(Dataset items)
⟨

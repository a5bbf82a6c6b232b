use clap::Parser;
use ephys_link::cli::{Cli, Commands};
use ephys_link::{server, Result};
use tracing::info;
use tracing_subscriber::EnvFilter;

#[tokio::main]
async fn main() -> Result<()> {
    let cli = Cli::parse();

    let filter = EnvFilter::try_from_default_env().unwrap_or_else(|_| EnvFilter::new(cli.log_filter()));
    tracing_subscriber::fmt().with_env_filter(filter).init();

    let config = cli.load_config()?;
    match cli.command {
        Commands::Serve(_) => {
            info!("ephys-link starting on {}", config.bind_addr);
            server::run(config).await
        }
        Commands::ShowConfig(_) => {
            println!("{}", serde_json::to_string_pretty(&config)?);
            Ok(())
        }
    }
}
#![forbid(unsafe_code)]
#![warn(clippy::all, clippy::pedantic)]
#![allow(clippy::module_name_repetitions)]

pub mod cli;
pub mod config;
pub mod driver;
pub mod error;
pub mod gate;
pub mod leases;
pub mod message;
pub mod response;
pub mod server;
pub mod service;
pub mod time;

pub mod test_utils;

pub use error::{Error, Result};

use serde::{Deserialize, Serialize};

/// Opaque identifier of one physical manipulator.
#[derive(Debug, Clone, PartialEq, Eq, Hash, PartialOrd, Ord, Serialize, Deserialize)]
#[serde(transparent)]
pub struct ManipulatorId(pub String);

impl ManipulatorId {
    pub fn new(id: impl Into<String>) -> Self {
        Self(id.into())
    }

    pub fn as_str(&self) -> &str {
        &self.0
    }
}

impl std::fmt::Display for ManipulatorId {
    fn fmt(&self, f: &mut std::fmt::Formatter<'_>) -> std::fmt::Result {
        f.write_str(&self.0)
    }
}

impl From<&str> for ManipulatorId {
    fn from(id: &str) -> Self {
        Self(id.to_string())
    }
}

impl From<String> for ManipulatorId {
    fn from(id: String) -> Self {
        Self(id)
    }
}
// Write-permission leases for manipulators
//
// Provides time-bounded movement authority with:
// - one lease per manipulator, last grant wins
// - lazy expiry on a monotonic clock
// - an optional reaper that announces lapsed leases

pub mod lease;
pub mod manager;
pub mod store;

pub use lease::Lease;
pub use manager::{LeaseEvent, LeaseManager};
pub use store::LeaseStore;
// Core lease data structure

use std::time::Instant;

/// Write permission for one manipulator
///
/// A lease carries no holder: whoever asked last owns the manipulator until
/// its deadline. Only `revoked()` and `until()` build one, so a lease has a
/// deadline exactly when it is granted.
#[derive(Debug, Clone, Copy, PartialEq, Eq, Default)]
pub struct Lease {
    expires_at: Option<Instant>,
}

impl Lease {
    /// The lease every manipulator starts with
    pub const fn revoked() -> Self {
        Self { expires_at: None }
    }

    /// A granted lease ending at `expires_at`
    pub const fn until(expires_at: Instant) -> Self {
        Self {
            expires_at: Some(expires_at),
        }
    }

    /// Whether write permission was granted, ignoring expiry
    pub const fn granted(&self) -> bool {
        self.expires_at.is_some()
    }

    pub const fn expires_at(&self) -> Option<Instant> {
        self.expires_at
    }

    /// Check if the lease still permits writes at `now`
    pub fn is_valid_at(&self, now: Instant) -> bool {
        self.expires_at.is_some_and(|deadline| now < deadline)
    }

    /// Check if a granted lease has run past its deadline
    pub fn is_lapsed_at(&self, now: Instant) -> bool {
        self.granted() && !self.is_valid_at(now)
    }

    /// Resolve this lease as seen at `now`
    ///
    /// A lapsed lease reads as revoked.
    pub fn resolve(self, now: Instant) -> Self {
        if self.is_valid_at(now) {
            self
        } else {
            Self::revoked()
        }
    }
}

#[cfg(test)]
mod tests {
    use super::*;
    use std::time::Duration;

    #[test]
    fn test_default_is_revoked() {
        let lease = Lease::default();
        assert_eq!(lease, Lease::revoked());
        assert!(!lease.granted());
        assert!(lease.expires_at().is_none());
        assert!(!lease.is_valid_at(Instant::now()));
    }

    #[test]
    fn test_granted_iff_deadline() {
        let deadline = Instant::now() + Duration::from_secs(5);

        let granted = Lease::until(deadline);
        assert!(granted.granted());
        assert_eq!(granted.expires_at(), Some(deadline));

        let revoked = Lease::revoked();
        assert!(!revoked.granted());
        assert_eq!(revoked.expires_at(), None);
    }

    #[test]
    fn test_lease_expiration() {
        let now = Instant::now();
        let lease = Lease::until(now + Duration::from_secs(30));

        assert!(lease.is_valid_at(now));
        assert!(lease.is_valid_at(now + Duration::from_millis(29_999)));
        assert!(!lease.is_valid_at(now + Duration::from_secs(30)));
        assert!(lease.is_lapsed_at(now + Duration::from_secs(31)));
        assert!(!Lease::revoked().is_lapsed_at(now));
    }

    #[test]
    fn test_resolve_lapsed_reads_as_revoked() {
        let now = Instant::now();
        let lease = Lease::until(now + Duration::from_secs(1));

        assert_eq!(lease.resolve(now), lease);
        assert_eq!(lease.resolve(now + Duration::from_secs(2)), Lease::revoked());
        // a lapsed lease still records that it was granted until resolved
        assert!(lease.granted());
    }
}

⟩

Your instructions → Return the opening line of the data and every line after it through the line containing "filter = EnvFilter::try_from_default_env().unwrap_or_else(|_|", please, exactly as written and with nothing added.

Answer for the task →
repository a5bbf82a6c6b232b
use clap::Parser;
use ephys_link::cli::{Cli, Commands};
use ephys_link::{server, Result};
use tracing::info;
use tracing_subscriber::EnvFilter;

#[tokio::main]
async fn main() -> Result<()> {
    let cli = Cli::parse();

    let filter = EnvFilter::try_from_default_env().unwrap_or_else(|_| EnvFilter::new(cli.log_filter()));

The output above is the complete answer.